Because of its high specificity and ability to differentiate between infection of the spine and other maladies, FDG-PET/CT should be the first option in suspected cases of spondylodiscitis, according to a Spanish study published online on 4 September in the European Journal of Nuclear Medicine and Molecular Imaging.
A team from the Barcelona Hospital Clinic, led by Dr. David Fuster from the nuclear medicine department, found that FDG-PET/CT outperformed the more commonly used MRI in the diagnosis of spondylodiscitis.
Spondylodiscitis is a combination of discitis, an inflammation of one or more intervertebral disk spaces, and spondylitis, an inflammation of one or more vertebrae. While MRI has been considered the most accurate modality for the early detection of spondylodiscitis, the modality cannot always be used due to the presence of other diseases.
"Furthermore," the authors wrote, "the role of MRI in postoperative infection of the spine remains controversial, because signal characteristics are not specific, making it more difficult to differentiate active infection from ongoing reparative and/or fibrotic tissue."
On the other hand, FDG-PET/CT may be useful to screen for spondylodiscitis in patients with infectious symptoms and may complement morphological MRI findings in patients with suspected spondylodiscitis.
This prospective study included 14 men and 12 woman, with a mean age of 59 (± 17 years), who presented with back pain and clinical symptoms that indicated a spinal problem. Whole-body FDG-PET/CT scans were performed on all patients using a hybrid PET/CT scanner (Biograph, Siemens Healthcare). Patients fasted for six hours and were given 4.07 MBq/kg of FDG.
MRI of the spine was conducted on a 3-tesla scanner (Trio, Siemens), using several imaging techniques, including sagittal turbo SE T1-weighted and T2-weighted imaging and axial turbo T2-weighted imaging.

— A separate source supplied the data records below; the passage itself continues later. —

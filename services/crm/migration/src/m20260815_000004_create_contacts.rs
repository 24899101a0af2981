use sea_orm_migration::prelude::*;

#[derive(DeriveMigrationName)]
pub struct Migration;

#[async_trait::async_trait]
impl MigrationTrait for Migration {
    async fn up(&self, manager: &SchemaManager) -> Result<(), DbErr> {
        manager
            .create_table(
                Table::create()
                    .table(Contacts::Table)
                    .if_not_exists()
                    .col(
                        ColumnDef::new(Contacts::Id)
                            .uuid()
                            .not_null()
                            .primary_key(),
                    )
                    .col(ColumnDef::new(Contacts::CompanyId).uuid().not_null())
                    .col(ColumnDef::new(Contacts::Name).string().not_null())
                    .col(ColumnDef::new(Contacts::Email).string().null())
                    .col(ColumnDef::new(Contacts::Phone).string().null())
                    .col(
                        ColumnDef::new(Contacts::CreatedAt)
                            .timestamp_with_time_zone()
                            .not_null()
                            .default(Expr::current_timestamp()),
                    )
                    .col(
                        ColumnDef::new(Contacts::UpdatedAt)
                            .timestamp_with_time_zone()
                            .not_null()
                            .default(Expr::current_timestamp()),
                    )
                    .foreign_key(
                        ForeignKey::create()
                            .from(Contacts::Table, Contacts::CompanyId)
                            .to(Companies::Table, Companies::Id)
                            .on_delete(ForeignKeyAction::Cascade),
                    )
                    .to_owned(),
            )
            .await?;

        manager
            .create_index(
                Index::create()
                    .name("idx_contacts_company_id")
                    .table(Contacts::Table)
                    .col(Contacts::CompanyId)
                    .to_owned(),
            )
            .await
    }

    async fn down(&self, manager: &SchemaManager) -> Result<(), DbErr> {
        manager
            .drop_table(Table::drop().table(Contacts::Table).to_owned())
            .await
    }
}

#[derive(Iden)]
enum Contacts {
    Table,
    Id,
    CompanyId,
    Name,
    Email,
    Phone,
    CreatedAt,
    UpdatedAt,
}

#[derive(Iden)]
enum Companies {
    Table,
    Id,
}
use sea_orm_migration::prelude::*;

#[derive(DeriveMigrationName)]
pub struct Migration;

#[async_trait::async_trait]
impl MigrationTrait for Migration {
    async fn up(&self, manager: &SchemaManager) -> Result<(), DbErr> {
        manager
            .create_table(
                Table::create()
                    .table(Deals::Table)
                    .if_not_exists()
                    .col(
                        ColumnDef::new(Deals::Id)
                            .uuid()
                            .not_null()
                            .primary_key(),
                    )
                    .col(ColumnDef::new(Deals::UserId).uuid().not_null())
                    .col(ColumnDef::new(Deals::CompanyId).uuid().not_null())
                    .col(ColumnDef::new(Deals::ContactId).uuid().null())
                    .col(ColumnDef::new(Deals::StageId).uuid().not_null())
                    .col(ColumnDef::new(Deals::Title).string().not_null())
                    .col(
                        ColumnDef::new(Deals::Currency)
                            .string_len(3)
                            .not_null()
                            .default("USD"),
                    )
                    .col(
                        ColumnDef::new(Deals::AmountUsd)
                            .decimal_len(18, 2)
                            .not_null()
                            .default(0),
                    )
                    .col(
                        ColumnDef::new(Deals::AmountArs)
                            .decimal_len(18, 2)
                            .not_null()
                            .default(0),
                    )
                    .col(
                        ColumnDef::new(Deals::Probability)
                            .small_integer()
                            .not_null()
                            .default(0),
                    )
                    .col(ColumnDef::new(Deals::ExpectedCloseDate).date().null())
                    .col(
                        ColumnDef::new(Deals::ClosedAt)
                            .timestamp_with_time_zone()
                            .null(),
                    )
                    .col(
                        ColumnDef::new(Deals::CreatedAt)
                            .timestamp_with_time_zone()
                            .not_null()
                            .default(Expr::current_timestamp()),
                    )
                    .col(
                        ColumnDef::new(Deals::UpdatedAt)
                            .timestamp_with_time_zone()
                            .not_null()
                            .default(Expr::current_timestamp()),
                    )
                    .foreign_key(
                        ForeignKey::create()
                            .from(Deals::Table, Deals::UserId)
                            .to(Users::Table, Users::Id)
                            .on_delete(ForeignKeyAction::Cascade),
                    )
                    .foreign_key(
                        ForeignKey::create()
                            .from(Deals::Table, Deals::CompanyId)
                            .to(Companies::Table, Companies::Id),
                    )
                    .foreign_key(
                        ForeignKey::create()
                            .from(Deals::Table, Deals::ContactId)
                            .to(Contacts::Table, Contacts::Id)
                            .on_delete(ForeignKeyAction::SetNull),
                    )
                    .foreign_key(
                        ForeignKey::create()
                            .from(Deals::Table, Deals::StageId)
                            .to(DealStages::Table, DealStages::Id),
                    )
                    .to_owned(),
            )
            .await?;

        manager
            .create_index(
                Index::create()
                    .name("idx_deals_user_id")
                    .table(Deals::Table)
                    .col(Deals::UserId)
                    .to_owned(),
            )
            .await?;

        manager
            .create_index(
                Index::create()
                    .name("idx_deals_stage_id")
                    .table(Deals::Table)
                    .col(Deals::StageId)
                    .to_owned(),
            )
            .await
    }

    async fn down(&self, manager: &SchemaManager) -> Result<(), DbErr> {
        manager
            .drop_table(Table::drop().table(Deals::Table).to_owned())
            .await
    }
}

#[derive(Iden)]
enum Deals {
    Table,
    Id,
    UserId,
    CompanyId,
    ContactId,
    StageId,
    Title,
    Currency,
    AmountUsd,
    AmountArs,
    Probability,
    ExpectedCloseDate,
    ClosedAt,
    CreatedAt,
    UpdatedAt,
}

#[derive(Iden)]
enum Users {
    Table,
    Id,
}

#[derive(Iden)]
enum Companies {
    Table,
    Id,
}

#[derive(Iden)]
enum Contacts {
    Table,
    Id,
}

#[derive(Iden)]
enum DealStages {
    Table,
    Id,
}
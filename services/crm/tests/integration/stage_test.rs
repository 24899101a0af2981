use cierre_crm::usecase::stage::{CreateStageInput, CreateStageUseCase, ListStagesUseCase};
use cierre_testing::org::OrgFixture;

use crate::helpers::{MockStageRepo, MockUserRepo, org_users, test_stage};

#[tokio::test]
async fn should_list_active_stages_in_pipeline_order() {
    let mut inactive = test_stage("Old Stage", 1);
    inactive.is_active = false;
    let stages = vec![test_stage("Negotiation", 2), test_stage("Prospecting", 0), inactive];

    let uc = ListStagesUseCase {
        stages: MockStageRepo::new(stages),
    };
    let listed = uc.execute().await.unwrap();

    let names: Vec<&str> = listed.iter().map(|s| s.name.as_str()).collect();
    assert_eq!(names, vec!["Prospecting", "Negotiation"]);
}

#[tokio::test]
async fn should_append_created_stage_after_highest_order() {
    let org = OrgFixture::new();
    let repo = MockStageRepo::new(vec![test_stage("A", 0), test_stage("B", 2), test_stage("C", 5)]);
    let created_handle = repo.created_handle();

    let uc = CreateStageUseCase {
        stages: repo,
        users: MockUserRepo::new(org_users(&org)),
    };
    let created = uc
        .execute(
            org.admin_id,
            CreateStageInput {
                name: "Closed Won".to_owned(),
                color: "#16a34a".to_owned(),
                is_default: false,
            },
        )
        .await
        .unwrap();

    assert_eq!(created.order_index, 6);
    assert_eq!(created_handle.lock().unwrap().len(), 1);
}

#[tokio::test]
async fn should_start_order_at_zero_for_empty_pipeline() {
    let org = OrgFixture::new();
    let uc = CreateStageUseCase {
        stages: MockStageRepo::new(vec![]),
        users: MockUserRepo::new(org_users(&org)),
    };
    let created = uc
        .execute(
            org.admin_id,
            CreateStageInput {
                name: "Prospecting".to_owned(),
                color: "#6b7280".to_owned(),
                is_default: true,
            },
        )
        .await
        .unwrap();

    assert_eq!(created.order_index, 0);
}
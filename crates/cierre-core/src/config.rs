/// Environment-backed configuration loading.
///
/// Service config structs derive `serde::Deserialize`, implement this trait,
/// and call `from_env()` once at startup.
///
/// # Panics
///
/// Panics if a required env var is missing or cannot be parsed.
pub trait Config: Sized + serde::de::DeserializeOwned {
    fn from_env() -> Self {
        envy::from_env().expect("failed to load config from environment")
    }
}
use sea_orm::entity::prelude::*;

/// Explicit ask by a lower-level user for visibility of one contact.
/// `status` is "pending" | "approved" | "rejected"; terminal states are
/// final — the review update is guarded on `status = 'pending'`.
#[derive(Clone, Debug, PartialEq, Eq, DeriveEntityModel)]
#[sea_orm(table_name = "contact_access_requests")]
pub struct Model {
    #[sea_orm(primary_key, auto_increment = false)]
    pub id: Uuid,
    #[sea_orm(indexed)]
    pub requester_id: Uuid,
    #[sea_orm(indexed)]
    pub contact_id: Uuid,
    pub status: String,
    pub reason: String,
    pub reviewed_by: Option<Uuid>,
    pub reviewed_at: Option<chrono::DateTime<chrono::Utc>>,
    pub created_at: chrono::DateTime<chrono::Utc>,
}

#[derive(Copy, Clone, Debug, EnumIter, DeriveRelation)]
pub enum Relation {
    #[sea_orm(
        belongs_to = "super::users::Entity",
        from = "Column::RequesterId",
        to = "super::users::Column::Id",
        on_delete = "Cascade"
    )]
    Requester,
    #[sea_orm(
        belongs_to = "super::contacts::Entity",
        from = "Column::ContactId",
        to = "super::contacts::Column::Id",
        on_delete = "Cascade"
    )]
    Contact,
}

impl Related<super::users::Entity> for Entity {
    fn to() -> RelationDef {
        Relation::Requester.def()
    }
}

impl Related<super::contacts::Entity> for Entity {
    fn to() -> RelationDef {
        Relation::Contact.def()
    }
}

impl ActiveModelBehavior for ActiveModel {}
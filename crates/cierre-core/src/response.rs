//! JSON response envelope.
//!
//! Every API result is `{"success": true, "data": ...}` on the happy path
//! and `{"success": false, "error": {"code", "message", "details"?}}` on
//! failure. Error bodies are built here so service error enums and the
//! shared [`crate::error::AppError`] stay in the same shape.

use serde::Serialize;
use serde_json::Value;

/// Success envelope wrapping a response payload.
#[derive(Debug, Serialize)]
pub struct ApiResponse<T: Serialize> {
    pub success: bool,
    #[serde(skip_serializing_if = "Option::is_none")]
    pub data: Option<T>,
}

impl<T: Serialize> ApiResponse<T> {
    /// Wrap `data` in a success envelope.
    pub fn ok(data: T) -> Self {
        Self {
            success: true,
            data: Some(data),
        }
    }
}

impl ApiResponse<()> {
    /// Success envelope with no payload, for mutations with nothing to echo.
    pub fn empty() -> Self {
        Self {
            success: true,
            data: None,
        }
    }
}

/// Build the failure envelope body.
pub fn error_body(code: &str, message: &str, details: Option<Value>) -> Value {
    let mut error = serde_json::json!({
        "code": code,
        "message": message,
    });
    if let Some(details) = details {
        error["details"] = details;
    }
    serde_json::json!({
        "success": false,
        "error": error,
    })
}
use axum::{
    Json,
    extract::{Path, State},
    http::StatusCode,
};
use serde::{Deserialize, Serialize};
use uuid::Uuid;

use cierre_core::identity::IdentityHeaders;
use cierre_core::response::ApiResponse;

use crate::domain::types::Company;
use crate::error::CrmServiceError;
use crate::state::AppState;
use crate::usecase::company::{
    CreateCompanyInput, CreateCompanyUseCase, ListCompaniesUseCase, UpdateCompanyInput,
    UpdateCompanyUseCase,
};

#[derive(Serialize)]
pub struct CompanyResponse {
    pub id: String,
    pub name: String,
    pub assigned_team_id: Option<String>,
    pub is_global: bool,
    #[serde(serialize_with = "cierre_core::serde::to_rfc3339_ms")]
    pub created_at: chrono::DateTime<chrono::Utc>,
    #[serde(serialize_with = "cierre_core::serde::to_rfc3339_ms")]
    pub updated_at: chrono::DateTime<chrono::Utc>,
}

impl From<Company> for CompanyResponse {
    fn from(company: Company) -> Self {
        Self {
            id: company.id.to_string(),
            name: company.name,
            assigned_team_id: company.assigned_team_id.map(|id| id.to_string()),
            is_global: company.is_global,
            created_at: company.created_at,
            updated_at: company.updated_at,
        }
    }
}

// ── GET /companies ───────────────────────────────────────────────────────────

pub async fn get_companies(
    identity: IdentityHeaders,
    State(state): State<AppState>,
) -> Result<Json<ApiResponse<Vec<CompanyResponse>>>, CrmServiceError> {
    let usecase = ListCompaniesUseCase {
        companies: state.company_repo(),
        users: state.user_repo(),
    };
    let companies = usecase.execute(identity.user_id).await?;
    Ok(Json(ApiResponse::ok(
        companies.into_iter().map(CompanyResponse::from).collect(),
    )))
}

// ── POST /companies ──────────────────────────────────────────────────────────

#[derive(Deserialize)]
pub struct CreateCompanyRequest {
    pub name: String,
    pub assigned_team_id: Option<Uuid>,
    #[serde(default)]
    pub is_global: bool,
}

pub async fn create_company(
    identity: IdentityHeaders,
    State(state): State<AppState>,
    Json(body): Json<CreateCompanyRequest>,
) -> Result<(StatusCode, Json<ApiResponse<CompanyResponse>>), CrmServiceError> {
    let usecase = CreateCompanyUseCase {
        companies: state.company_repo(),
        teams: state.team_repo(),
        users: state.user_repo(),
    };
    let company = usecase
        .execute(
            identity.user_id,
            CreateCompanyInput {
                name: body.name,
                assigned_team_id: body.assigned_team_id,
                is_global: body.is_global,
            },
        )
        .await?;
    Ok((StatusCode::CREATED, Json(ApiResponse::ok(company.into()))))
}

// ── PATCH /companies/{id} ────────────────────────────────────────────────────

#[derive(Deserialize)]
pub struct UpdateCompanyRequest {
    pub name: Option<String>,
    #[serde(default, deserialize_with = "cierre_core::serde::double_option")]
    pub assigned_team_id: Option<Option<Uuid>>,
    pub is_global: Option<bool>,
}

pub async fn update_company(
    identity: IdentityHeaders,
    State(state): State<AppState>,
    Path(company_id): Path<Uuid>,
    Json(body): Json<UpdateCompanyRequest>,
) -> Result<Json<ApiResponse<CompanyResponse>>, CrmServiceError> {
    let usecase = UpdateCompanyUseCase {
        companies: state.company_repo(),
        teams: state.team_repo(),
        users: state.user_repo(),
    };
    let company = usecase
        .execute(
            identity.user_id,
            company_id,
            UpdateCompanyInput {
                name: body.name,
                assigned_team_id: body.assigned_team_id,
                is_global: body.is_global,
            },
        )
        .await?;
    Ok(Json(ApiResponse::ok(company.into())))
}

Two nuclear medicine specialists trained in infection imaging and two radiologists with training in infection with MRI interpreted the results. In addition, maximum standard uptake values (SUVmax) in the area suspected of infection and background SUVmean in a preserved area of the spine was used to help determine the presence of spondylodiscitis.
The results confirmed spondylodiscitis in 18 (69%) of the 26 patients and excluded the condition in the remaining eight individuals (31%). A further breakdown of the results found eight cases of staphylococcus aureus, four patients with mycobacterium tuberculosis, and two people with escherichia coli. The remaining four patients had other pathogens.

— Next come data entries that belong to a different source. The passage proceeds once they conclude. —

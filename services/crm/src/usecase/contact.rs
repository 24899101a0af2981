use std::collections::HashSet;

use chrono::Utc;
use uuid::Uuid;

use crate::domain::repository::{
    AccessRequestRepository, CompanyRepository, ContactRepository, UserRepository,
};
use crate::domain::types::{Contact, User};
use crate::error::CrmServiceError;
use crate::usecase::visibility::visible_companies;

/// Visible-company ids plus the approved-request overlay for one user.
/// A contact is visible iff its company is visible or the contact id is in
/// the overlay; the overlay grants that single contact only.
struct ContactScope {
    company_ids: HashSet<Uuid>,
    granted_contact_ids: HashSet<Uuid>,
}

impl ContactScope {
    fn allows(&self, contact: &Contact) -> bool {
        self.company_ids.contains(&contact.company_id)
            || self.granted_contact_ids.contains(&contact.id)
    }
}

async fn contact_scope<C: CompanyRepository, A: AccessRequestRepository>(
    companies: &C,
    requests: &A,
    actor: &User,
) -> Result<ContactScope, CrmServiceError> {
    let company_ids = visible_companies(actor, companies.find_all().await?)
        .into_iter()
        .map(|c| c.id)
        .collect();
    // Admins never file requests; skip the overlay query for them.
    let granted_contact_ids = if actor.level.is_admin() {
        HashSet::new()
    } else {
        requests
            .find_approved_contact_ids(actor.id)
            .await?
            .into_iter()
            .collect()
    };
    Ok(ContactScope { company_ids, granted_contact_ids })
}

// ── ListContacts ─────────────────────────────────────────────────────────────

pub struct ListContactsUseCase<
    K: ContactRepository,
    C: CompanyRepository,
    A: AccessRequestRepository,
    U: UserRepository,
> {
    pub contacts: K,
    pub companies: C,
    pub requests: A,
    pub users: U,
}

impl<K, C, A, U> ListContactsUseCase<K, C, A, U>
where
    K: ContactRepository,
    C: CompanyRepository,
    A: AccessRequestRepository,
    U: UserRepository,
{
    pub async fn execute(&self, actor_id: Uuid) -> Result<Vec<Contact>, CrmServiceError> {
        let actor = self
            .users
            .find_by_id(actor_id)
            .await?
            .ok_or(CrmServiceError::UserNotFound)?;
        let scope = contact_scope(&self.companies, &self.requests, &actor).await?;
        let all = self.contacts.find_all().await?;
        Ok(all.into_iter().filter(|c| scope.allows(c)).collect())
    }
}

// ── GetContact ───────────────────────────────────────────────────────────────

pub struct GetContactUseCase<
    K: ContactRepository,
    C: CompanyRepository,
    A: AccessRequestRepository,
    U: UserRepository,
> {
    pub contacts: K,
    pub companies: C,
    pub requests: A,
    pub users: U,
}

impl<K, C, A, U> GetContactUseCase<K, C, A, U>
where
    K: ContactRepository,
    C: CompanyRepository,
    A: AccessRequestRepository,
    U: UserRepository,
{
    pub async fn execute(
        &self,
        actor_id: Uuid,
        contact_id: Uuid,
    ) -> Result<Contact, CrmServiceError> {
        let actor = self
            .users
            .find_by_id(actor_id)
            .await?
            .ok_or(CrmServiceError::UserNotFound)?;
        let contact = self
            .contacts
            .find_by_id(contact_id)
            .await?
            .ok_or(CrmServiceError::ContactNotFound)?;
        let scope = contact_scope(&self.companies, &self.requests, &actor).await?;
        if !scope.allows(&contact) {
            return Err(CrmServiceError::Forbidden);
        }
        Ok(contact)
    }
}

// ── CreateContact ────────────────────────────────────────────────────────────

pub struct CreateContactInput {
    pub company_id: Uuid,
    pub name: String,
    pub email: Option<String>,
    pub phone: Option<String>,
}

pub struct CreateContactUseCase<K: ContactRepository, C: CompanyRepository, U: UserRepository> {
    pub contacts: K,
    pub companies: C,
    pub users: U,
}

impl<K, C, U> CreateContactUseCase<K, C, U>
where
    K: ContactRepository,
    C: CompanyRepository,
    U: UserRepository,
{
    pub async fn execute(
        &self,
        actor_id: Uuid,
        input: CreateContactInput,
    ) -> Result<Contact, CrmServiceError> {
        let actor = self
            .users
            .find_by_id(actor_id)
            .await?
            .ok_or(CrmServiceError::UserNotFound)?;
        let company = self
            .companies
            .find_by_id(input.company_id)
            .await?
            .ok_or(CrmServiceError::CompanyNotFound)?;
        // New contacts can only be filed under a company the actor can see.
        let visible = visible_companies(&actor, vec![company]);
        if visible.is_empty() {
            return Err(CrmServiceError::Forbidden);
        }
        if input.name.trim().is_empty() {
            return Err(CrmServiceError::Validation("name must not be empty".to_owned()));
        }
        let now = Utc::now();
        let contact = Contact {
            id: Uuid::now_v7(),
            company_id: input.company_id,
            name: input.name,
            email: input.email,
            phone: input.phone,
            created_at: now,
            updated_at: now,
        };
        self.contacts.create(&contact).await?;
        Ok(contact)
    }
}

FDG-PET/CT also accurately discovered infection in the spine 15 (83%) of the 18 patients. The hybrid modality also showed no significant uptake of FDG in the spine, thus correctly excluding spondylodiscitis in seven (87%) of the eight noninfected patients.
The SUVmean for infected patients was 6.522, compared with 3.675 for noninfected patients, achieving a statistically significant difference between the two measures.
|Results for detection of spondylodiscitis|
|Positive predictive value||94%||77%|
|Negative predictive value||70%||75%|
Given FDG-PET/CT's results with sensitivity, specificity, and an "outstanding" positive predictive value, Fuster and colleagues described these numbers as "encouraging and make FDG-PET/CT a robust technique for differentiating spondylodiscitis from other processes."
The study also found only one false-positive with FDG-PET/CT in cases of postfracture changes, compared with MRI, which had false-positive results with five patients. Three of those five people were diagnosed with postfracture changes and the other two people had spondyloarthropathy.
MRI also registered one false-negative, while FDG-PET/CT showed no significant uptake in three (19%) of the 18 patients with a final diagnosis of spondylodiscitis.
"In this series, the addition of FDG-PET/CT helped diagnose infection in the patient false-negative on MRI," the authors wrote. "Thus the combination of FDG-PET/CT and MRI detected the infection in 100% of patients with spondylodiscitis, which is the most relevant finding, as a delayed diagnosis can result in potentially serious complications."
There may still be situations in which the diagnosis of spondylodiscitis is difficult as in the presence of vertebral fractures where imaging procedures may show false-positive findings as was seen in this series with FDG-PET/CT in one patient and with MRI in all three patients.
FDG-PET/CT should be considered in the evaluation of suspected spondylodiscitis and may be of most use in patients in whom MRI is suggestive of infection but no soft-tissue involvement is present, avoiding false-positive results for infection of the spine, they concluded.
Quantification with SUVmax, especially with correction using the background SUVmean, discriminated infection of the spine from other processes in this series. The results indicate that FDG-PET/CT may become the imaging procedure of choice in the diagnosis of infective spondylodiscitis.